**WHAT NEEDS TO BE DONE:** Look below for lines that hold the string "inclusive" and copy each one.
=== GIVEN DATA ===
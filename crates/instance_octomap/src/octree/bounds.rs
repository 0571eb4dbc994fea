//! Axis-aligned bounding box with double precision.

use glam::DVec3;

/// Double-precision axis-aligned bounding box.
///
/// Used as the spatial extent of an instance. Ray casts against an instance
/// tree are skipped for points outside its extent.
#[derive(Clone, Copy, Debug, PartialEq)]
pub struct DAabb3 {
	/// Minimum corner (inclusive).
	pub min: DVec3,
	/// Maximum corner (inclusive).
	pub max: DVec3,
}

impl DAabb3 {
	/// Create a new AABB from min and max corners.
	///
	/// # Panics
	/// Debug-asserts that min <= max on all axes.
	pub fn new(min: DVec3, max: DVec3) -> Self {
		debug_assert!(
			min.x <= max.x && min.y <= max.y && min.z <= max.z,
			"AABB min must be <= max on all axes"
		);
		Self { min, max }
	}

	/// Degenerate AABB containing a single point.
	pub fn from_point(point: DVec3) -> Self {
		Self {
			min: point,
			max: point,
		}
	}

	/// Expand to include a point.
	#[inline]
	pub fn encapsulate(&mut self, point: DVec3) {
		self.min = self.min.min(point);
		self.max = self.max.max(point);
	}

	/// Smallest AABB containing both.
	#[inline]
	pub fn union(&self, other: &DAabb3) -> DAabb3 {
		Self {
			min: self.min.min(other.min),
			max: self.max.max(other.max),
		}
	}

	/// Check if this AABB contains another entirely.
	#[inline]
	pub fn contains(&self, other: &DAabb3) -> bool {
		self.contains_point(other.min) && self.contains_point(other.max)
	}

	/// Check if this AABB contains a point.
	#[inline]
	pub fn contains_point(&self, point: DVec3) -> bool {
		point.x >= self.min.x
			&& point.x <= self.max.x
			&& point.y >= self.min.y
			&& point.y <= self.max.y
			&& point.z >= self.min.z
			&& point.z <= self.max.z
	}

	/// Get the center of the AABB.
	#[inline]
	pub fn center(&self) -> DVec3 {
		(self.min + self.max) * 0.5
	}
}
===
**TASK ANSWER:**
	/// Minimum corner (inclusive).
	/// Maximum corner (inclusive).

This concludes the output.